El Juzgado Municipal de Faltas dispuso la clausura temporal de un predio ubicado en calle Santiago del Estero al 2100. La medida fue tomada tras detectarse actividades de acopio y desguace de materiales que no contaban con la debida autorización.
Tras una serie de denuncias de los vecinos y diversas inspecciones de rutina, las autoridades municipales de Rafaela procedieron este martes a clausurar un establecimiento situado en calle Santiago del Estero al 2100.
El operativo fue ejecutado por el Ente de Control Municipal en cumplimiento con una resolución del Juzgado Municipal de Faltas de 3.ª Nominación.
En el predio, las autoridades constataron el funcionamiento irregular de una chacarita dedicada al depósito, procesamiento y comercialización de materiales.
Según el informe oficial, el lugar también realizaba tareas de desguace y compra-venta de metales, actividades que excedían las normativas urbanas para la zona y que motivaron la intervención judicial ante las irregularidades detectadas.
Un operativo coordinado para garantizar la convivencia urbana
Para efectivizar la clausura, personal del municipio se presentó en el lugar y colocó las fajas de seguridad pertinentes.
El procedimiento contó con el despliegue preventivo de efectivos de la Policía de la Provincia de Santa Fe y agentes de la Guardia Urbana Rafaelina (GUR), quienes garantizaron que la diligencia se desarrollara con normalidad.

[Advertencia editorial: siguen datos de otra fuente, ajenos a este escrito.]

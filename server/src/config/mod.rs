use std::env;
use std::net::SocketAddr;
use std::str::FromStr;

use crate::payment::PaymentOutcome;

pub mod cors;
pub mod security;

pub use cors::create_cors_layer;
pub use security::create_security_headers_layer;

const DEFAULT_DATABASE_URL: &str = "postgres://localhost/ticketing";
const DEFAULT_MAX_CONNECTIONS: u32 = 5;
pub const DEFAULT_ALLOWED_ORIGINS: &str = "http://localhost:3000,http://localhost:5173";

#[derive(Debug, Clone, Copy, PartialEq, Eq)]
pub enum StorageBackend {
    Postgres,
    Memory,
}

impl FromStr for StorageBackend {
    type Err = String;

    fn from_str(value: &str) -> Result<Self, Self::Err> {
        match value.trim().to_lowercase().as_str() {
            "postgres" | "postgresql" => Ok(Self::Postgres),
            "memory" => Ok(Self::Memory),
            other => Err(format!("unknown storage backend '{other}'")),
        }
    }
}

#[derive(Debug, Clone)]
pub struct AdminAccount {
    pub username: String,
    pub token: String,
}

#[derive(Debug, Clone)]
pub struct Config {
    pub database_url: String,
    pub max_connections: u32,
    pub bind_addr: SocketAddr,
    pub storage: StorageBackend,
    pub payment_outcome: PaymentOutcome,
    pub allowed_origins: String,
    pub production: bool,
    pub admin: Option<AdminAccount>,
}

impl Config {
    pub fn from_env() -> Self {
        Self::from_lookup(|key| env::var(key).ok())
    }

    /// Builds the configuration from any key lookup. Unparseable values are
    /// logged and replaced by their defaults.
    pub fn from_lookup<F>(lookup: F) -> Self
    where
        F: Fn(&str) -> Option<String>,
    {
        let admin = match (lookup("ADMIN_USERNAME"), lookup("ADMIN_TOKEN")) {
            (Some(username), Some(token)) if !username.trim().is_empty() && !token.is_empty() => {
                Some(AdminAccount {
                    username: username.trim().to_string(),
                    token,
                })
            }
            (None, None) => None,
            _ => {
                tracing::warn!("Config: ADMIN_USERNAME and ADMIN_TOKEN must be set together, ignoring");
                None
            }
        };

        Self {
            database_url: lookup("DATABASE_URL").unwrap_or_else(|| DEFAULT_DATABASE_URL.to_string()),
            max_connections: parse_or(&lookup, "DATABASE_MAX_CONNECTIONS", DEFAULT_MAX_CONNECTIONS),
            bind_addr: parse_or(&lookup, "BIND_ADDR", default_bind_addr()),
            storage: parse_or(&lookup, "STORAGE_BACKEND", StorageBackend::Postgres),
            payment_outcome: parse_or(&lookup, "PAYMENT_SIMULATION", PaymentOutcome::Approve),
            allowed_origins: lookup("CORS_ALLOWED_ORIGINS")
                .unwrap_or_else(|| DEFAULT_ALLOWED_ORIGINS.to_string()),
            production: lookup("RUST_ENV")
                .map(|v| v.to_lowercase() == "production")
                .unwrap_or(false),
            admin,
        }
    }
}

fn default_bind_addr() -> SocketAddr {
    SocketAddr::from(([0, 0, 0, 0], 3001))
}

fn parse_or<F, T>(lookup: &F, key: &str, default: T) -> T
where
    F: Fn(&str) -> Option<String>,
    T: FromStr,
    T::Err: std::fmt::Display,
{
    match lookup(key) {
        Some(raw) => match raw.parse::<T>() {
            Ok(value) => value,
            Err(e) => {
                tracing::warn!("Config: Invalid {} '{}': {}, using default", key, raw, e);
                default
            }
        },
        None => default,
    }
}
use std::sync::Arc;

use crate::payment::PaymentProcessor;
use crate::store::TicketStore;

#[derive(Clone)]
pub struct AppState {
    pub store: Arc<dyn TicketStore>,
    pub payments: Arc<dyn PaymentProcessor>,
}

impl AppState {
    pub fn new(store: Arc<dyn TicketStore>, payments: Arc<dyn PaymentProcessor>) -> Self {
        Self { store, payments }
    }
}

Desde el Departamento Ejecutivo Municipal explicaron que este tipo de intervenciones tienen como objetivo primordial «garantizar el cumplimiento de la normativa vigente» y proteger la seguridad, higiene y la tranquilidad de los vecinos en el sector.
Antecedentes y control municipal
La clausura es el resultado de un proceso administrativo previo, iniciado tras la recepción de reiterados reclamos vecinales sobre el movimiento inusual de materiales y el impacto del desguace en el barrio.
Con esta medida, el Municipio reafirma su política de control sobre espacios que operan fuera del marco legal, buscando mitigar posibles riesgos ambientales y de inseguridad que estas actividades no reguladas pueden generar en la trama urbana de la ciudad.